→ Task details:
Locate every line below that contains the word "TreeDriver" and copy it.

→ Stored data:
┄┄┄┄┄┄

//! Status reported by tree nodes and the node kind tag.

use std::fmt;

/// The state of a node after (or while) it is ticked.
///
/// # Lifecycle
///
/// In steady state a node is observed as `Idle`, `Running` or, briefly,
/// `Halted`. `Success` and `Failure` are transient: the parent consumes them
/// and immediately resets the child back to `Idle`.
#[derive(Debug, Clone, Copy, PartialEq, Eq, Hash, Default)]
pub enum Status {
    /// The node has not been ticked yet, or its last result was consumed.
    #[default]
    Idle,

    /// The node has made progress but has not completed.
    ///
    /// Only action nodes (and control nodes above them) report this.
    Running,

    /// The node completed successfully.
    ///
    /// For conditions: the condition held.
    /// For actions: the work finished.
    Success,

    /// The node determined it cannot complete.
    Failure,

    /// The node was halted by its parent before completing.
    Halted,
}

impl Status {
    /// Returns `true` if this status is `Success`.
    #[inline]
    pub fn is_success(self) -> bool {
        matches!(self, Status::Success)
    }

    /// Returns `true` if this status is `Failure`.
    #[inline]
    pub fn is_failure(self) -> bool {
        matches!(self, Status::Failure)
    }

    /// Returns `true` for `Success` and `Failure`, the results a parent consumes.
    #[inline]
    pub fn is_completed(self) -> bool {
        matches!(self, Status::Success | Status::Failure)
    }

    /// Returns `true` if the node may be (re)started by a fresh tick.
    #[inline]
    pub fn is_ready(self) -> bool {
        matches!(self, Status::Idle | Status::Halted)
    }

    /// Returns `true` once a signaled action has picked up its tick.
    #[inline]
    pub(crate) fn is_acknowledged(self) -> bool {
        matches!(self, Status::Running | Status::Success | Status::Failure)
    }
}

impl fmt::Display for Status {
    fn fmt(&self, f: &mut fmt::Formatter<'_>) -> fmt::Result {
        let label = match self {
            Status::Idle => "idle",
            Status::Running => "running",
            Status::Success => "success",
            Status::Failure => "failure",
            Status::Halted => "halted",
        };
        write!(f, "{}", label)
    }
}

/// Which family a node belongs to.
///
/// Control nodes dispatch on this tag: actions are signaled through their
/// tick engine, everything else is ticked inline. Each concrete node type
/// fixes its own tag.
#[derive(Debug, Clone, Copy, PartialEq, Eq, Hash)]
pub enum NodeKind {
    Action,
    Condition,
    Control,
}

impl fmt::Display for NodeKind {
    fn fmt(&self, f: &mut fmt::Formatter<'_>) -> fmt::Result {
        let label = match self {
            NodeKind::Action => "action",
            NodeKind::Condition => "condition",
            NodeKind::Control => "control",
        };
        write!(f, "{}", label)
    }
}

#[cfg(test)]
mod tests {
    use super::*;

    #[test]
    fn default_is_idle() {
        assert_eq!(Status::default(), Status::Idle);
    }

    #[test]
    fn completed_statuses() {
        assert!(Status::Success.is_completed());
        assert!(Status::Failure.is_completed());
        assert!(!Status::Running.is_completed());
        assert!(!Status::Halted.is_completed());
        assert!(!Status::Idle.is_completed());
    }

    #[test]
    fn ready_statuses() {
        assert!(Status::Idle.is_ready());
        assert!(Status::Halted.is_ready());
        assert!(!Status::Running.is_ready());
        assert!(!Status::Success.is_ready());
    }

    #[test]
    fn display_labels() {
        assert_eq!(Status::Halted.to_string(), "halted");
        assert_eq!(NodeKind::Control.to_string(), "control");
    }
}
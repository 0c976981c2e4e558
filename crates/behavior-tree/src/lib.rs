//! Behavior tree tick engine with asynchronous action nodes.
//!
//! A tree is driven by repeatedly ticking its root. Control nodes propagate
//! the tick to their children and fold the results; condition nodes answer
//! inline; action nodes run their work on a dedicated tokio task so that
//! long-running leaves never block the tree walk.
//!
//! - **Non-blocking actions**: parents hand a tick to an action through its
//!   [`TickEngine`] and only wait until the action has picked it up
//! - **Cooperative halting**: halting a branch cancels running actions, which
//!   observe it and return [`Status::Halted`]
//! - **Consumed results**: a parent resets a child to `Idle` as soon as it has
//!   read its `Success` or `Failure`
//!
//! # Architecture
//!
//! - [`TreeNode`]: Core trait for all nodes
//! - [`Status`]: Idle, Running, Success, Failure or Halted
//! - Control node: [`ControlNode`] with a [`ControlPolicy`] (Sequence, Selector)
//! - Leaf nodes: [`ConditionNode`] over a [`Condition`], [`ActionNode`] over an [`Action`]
//! - [`TreeDriver`]: ticks a root at a fixed period

pub mod action;
pub mod behavior;
pub mod builder;
pub mod composite;
pub mod condition;
pub mod config;
pub mod driver;
pub mod error;
pub mod node;
pub mod status;
pub mod tick_engine;

// Re-export core types for ergonomic API
pub use action::{Action, ActionContext, ActionFn, ActionNode};
pub use behavior::TreeNode;
pub use composite::{ControlNode, ControlPolicy};
pub use condition::{Condition, ConditionFn, ConditionNode};
pub use config::{DriverConfig, TreeConfig};
pub use driver::{DriverSummary, TreeDriver};
pub use error::{Result, TreeError};
pub use node::NodeCore;
pub use status::{NodeKind, Status};
pub use tick_engine::TickEngine;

┄┄┄┄┄┄

→ Response to the task:
//! - [`TreeDriver`]: ticks a root at a fixed period
pub use driver::{DriverSummary, TreeDriver};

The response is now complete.